//! Number, date and string format configurations

use once_cell::sync::Lazy;
use regex::Regex;

use super::Node;
use super::common::Common;
use super::enums::*;
use crate::schema::builder::*;
use crate::schema::{OneOfBuilder, Registry, StructBuilder};

/// ISO 4217 currency code
static CURRENCY_SYMBOL: Lazy<Regex> = Lazy::new(|| Regex::new(r"^[A-Z]{3}$").unwrap());

pub(crate) struct Formats {
    pub format_configuration: Node,
    pub numeric_format_configuration: Node,
    pub number_format_configuration: Node,
    pub date_time_format_configuration: Node,
    pub string_format_configuration: Node,
    pub comparison_configuration: Node,
}

impl Formats {
    pub(crate) fn build(reg: &mut Registry, common: &Common) -> Self {
        let affix = string_len(1, 128);

        let null_value = StructBuilder::new("NullValueFormatConfiguration")
            .required("null_string", &string_len(1, 128))
            .register(reg);
        let thousands = StructBuilder::new("ThousandSeparatorOptions")
            .optional("symbol", &enumeration(NUMERIC_SEPARATOR_SYMBOL))
            .optional("visibility", &common.visibility)
            .register(reg);
        let separator = StructBuilder::new("NumericSeparatorConfiguration")
            .optional("decimal_separator", &enumeration(NUMERIC_SEPARATOR_SYMBOL))
            .optional("thousands_separator", &thousands)
            .register(reg);
        let decimal_places = StructBuilder::new("DecimalPlacesConfiguration")
            .required("decimal_places", &int_range(0, 20))
            .register(reg);
        let negative_value = StructBuilder::new("NegativeValueConfiguration")
            .required("display_mode", &enumeration(NEGATIVE_VALUE_DISPLAY_MODE))
            .register(reg);

        let number_display_format = StructBuilder::new("NumberDisplayFormatConfiguration")
            .optional("decimal_places_configuration", &decimal_places)
            .optional("negative_value_configuration", &negative_value)
            .optional("null_value_format_configuration", &null_value)
            .optional("number_scale", &enumeration(NUMBER_SCALE))
            .optional("prefix", &affix)
            .optional("separator_configuration", &separator)
            .optional("suffix", &affix)
            .register(reg);
        let currency_display_format = StructBuilder::new("CurrencyDisplayFormatConfiguration")
            .optional("decimal_places_configuration", &decimal_places)
            .optional("negative_value_configuration", &negative_value)
            .optional("null_value_format_configuration", &null_value)
            .optional("number_scale", &enumeration(NUMBER_SCALE))
            .optional("prefix", &affix)
            .optional("separator_configuration", &separator)
            .optional("suffix", &affix)
            .optional("symbol", &pattern(&CURRENCY_SYMBOL))
            .register(reg);
        let percentage_display_format = StructBuilder::new("PercentageDisplayFormatConfiguration")
            .optional("decimal_places_configuration", &decimal_places)
            .optional("negative_value_configuration", &negative_value)
            .optional("null_value_format_configuration", &null_value)
            .optional("prefix", &affix)
            .optional("separator_configuration", &separator)
            .optional("suffix", &affix)
            .register(reg);

        let numeric_format_configuration = OneOfBuilder::new("NumericFormatConfiguration")
            .variant("currency_display_format_configuration", &currency_display_format)
            .variant("number_display_format_configuration", &number_display_format)
            .variant("percentage_display_format_configuration", &percentage_display_format)
            .register(reg);

        let number_format_configuration = StructBuilder::new("NumberFormatConfiguration")
            .optional("format_configuration", &numeric_format_configuration)
            .register(reg);
        let date_time_format_configuration = StructBuilder::new("DateTimeFormatConfiguration")
            .optional("date_time_format", &string_len(1, 128))
            .optional("null_value_format_configuration", &null_value)
            .optional("numeric_format_configuration", &numeric_format_configuration)
            .register(reg);
        let string_format_configuration = StructBuilder::new("StringFormatConfiguration")
            .optional("null_value_format_configuration", &null_value)
            .optional("numeric_format_configuration", &numeric_format_configuration)
            .register(reg);

        let format_configuration = OneOfBuilder::new("FormatConfiguration")
            .variant("date_time_format_configuration", &date_time_format_configuration)
            .variant("number_format_configuration", &number_format_configuration)
            .variant("string_format_configuration", &string_format_configuration)
            .register(reg);

        let comparison_format = StructBuilder::new("ComparisonFormatConfiguration")
            .optional("number_display_format_configuration", &number_display_format)
            .optional("percentage_display_format_configuration", &percentage_display_format)
            .register(reg);
        let comparison_configuration = StructBuilder::new("ComparisonConfiguration")
            .optional("comparison_format", &comparison_format)
            .optional("comparison_method", &enumeration(COMPARISON_METHOD))
            .register(reg);

        Self {
            format_configuration,
            numeric_format_configuration,
            number_format_configuration,
            date_time_format_configuration,
            string_format_configuration,
            comparison_configuration,
        }
    }
}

○ ○ ○ ○ ○ ○ ○

▶ [What is expected] Your task is to repeat the data exactly, with nothing left out.

▶ [Finished task]
//! Number, date and string format configurations

use once_cell::sync::Lazy;
use regex::Regex;

use super::Node;
use super::common::Common;
use super::enums::*;
use crate::schema::builder::*;
use crate::schema::{OneOfBuilder, Registry, StructBuilder};

/// ISO 4217 currency code
static CURRENCY_SYMBOL: Lazy<Regex> = Lazy::new(|| Regex::new(r"^[A-Z]{3}$").unwrap());

pub(crate) struct Formats {
    pub format_configuration: Node,
    pub numeric_format_configuration: Node,
    pub number_format_configuration: Node,
    pub date_time_format_configuration: Node,
    pub string_format_configuration: Node,
    pub comparison_configuration: Node,
}

impl Formats {
    pub(crate) fn build(reg: &mut Registry, common: &Common) -> Self {
        let affix = string_len(1, 128);

        let null_value = StructBuilder::new("NullValueFormatConfiguration")
            .required("null_string", &string_len(1, 128))
            .register(reg);
        let thousands = StructBuilder::new("ThousandSeparatorOptions")
            .optional("symbol", &enumeration(NUMERIC_SEPARATOR_SYMBOL))
            .optional("visibility", &common.visibility)
            .register(reg);
        let separator = StructBuilder::new("NumericSeparatorConfiguration")
            .optional("decimal_separator", &enumeration(NUMERIC_SEPARATOR_SYMBOL))
            .optional("thousands_separator", &thousands)
            .register(reg);
        let decimal_places = StructBuilder::new("DecimalPlacesConfiguration")
            .required("decimal_places", &int_range(0, 20))
            .register(reg);
        let negative_value = StructBuilder::new("NegativeValueConfiguration")
            .required("display_mode", &enumeration(NEGATIVE_VALUE_DISPLAY_MODE))
            .register(reg);

        let number_display_format = StructBuilder::new("NumberDisplayFormatConfiguration")
            .optional("decimal_places_configuration", &decimal_places)
            .optional("negative_value_configuration", &negative_value)
            .optional("null_value_format_configuration", &null_value)
            .optional("number_scale", &enumeration(NUMBER_SCALE))
            .optional("prefix", &affix)
            .optional("separator_configuration", &separator)
            .optional("suffix", &affix)
            .register(reg);
        let currency_display_format = StructBuilder::new("CurrencyDisplayFormatConfiguration")
            .optional("decimal_places_configuration", &decimal_places)
            .optional("negative_value_configuration", &negative_value)
            .optional("null_value_format_configuration", &null_value)
            .optional("number_scale", &enumeration(NUMBER_SCALE))
            .optional("prefix", &affix)
            .optional("separator_configuration", &separator)
            .optional("suffix", &affix)
            .optional("symbol", &pattern(&CURRENCY_SYMBOL))
            .register(reg);
        let percentage_display_format = StructBuilder::new("PercentageDisplayFormatConfiguration")
            .optional("decimal_places_configuration", &decimal_places)
            .optional("negative_value_configuration", &negative_value)
            .optional("null_value_format_configuration", &null_value)
            .optional("prefix", &affix)
            .optional("separator_configuration", &separator)
            .optional("suffix", &affix)
            .register(reg);

        let numeric_format_configuration = OneOfBuilder::new("NumericFormatConfiguration")
            .variant("currency_display_format_configuration", &currency_display_format)
            .variant("number_display_format_configuration", &number_display_format)
            .variant("percentage_display_format_configuration", &percentage_display_format)
            .register(reg);

        let number_format_configuration = StructBuilder::new("NumberFormatConfiguration")
            .optional("format_configuration", &numeric_format_configuration)
            .register(reg);
        let date_time_format_configuration = StructBuilder::new("DateTimeFormatConfiguration")
            .optional("date_time_format", &string_len(1, 128))
            .optional("null_value_format_configuration", &null_value)
            .optional("numeric_format_configuration", &numeric_format_configuration)
            .register(reg);
        let string_format_configuration = StructBuilder::new("StringFormatConfiguration")
            .optional("null_value_format_configuration", &null_value)
            .optional("numeric_format_configuration", &numeric_format_configuration)
            .register(reg);

        let format_configuration = OneOfBuilder::new("FormatConfiguration")
            .variant("date_time_format_configuration", &date_time_format_configuration)
            .variant("number_format_configuration", &number_format_configuration)
            .variant("string_format_configuration", &string_format_configuration)
            .register(reg);

        let comparison_format = StructBuilder::new("ComparisonFormatConfiguration")
            .optional("number_display_format_configuration", &number_display_format)
            .optional("percentage_display_format_configuration", &percentage_display_format)
            .register(reg);
        let comparison_configuration = StructBuilder::new("ComparisonConfiguration")
            .optional("comparison_format", &comparison_format)
            .optional("comparison_method", &enumeration(COMPARISON_METHOD))
            .register(reg);

        Self {
            format_configuration,
            numeric_format_configuration,
            number_format_configuration,
            date_time_format_configuration,
            string_format_configuration,
            comparison_configuration,
        }
    }
}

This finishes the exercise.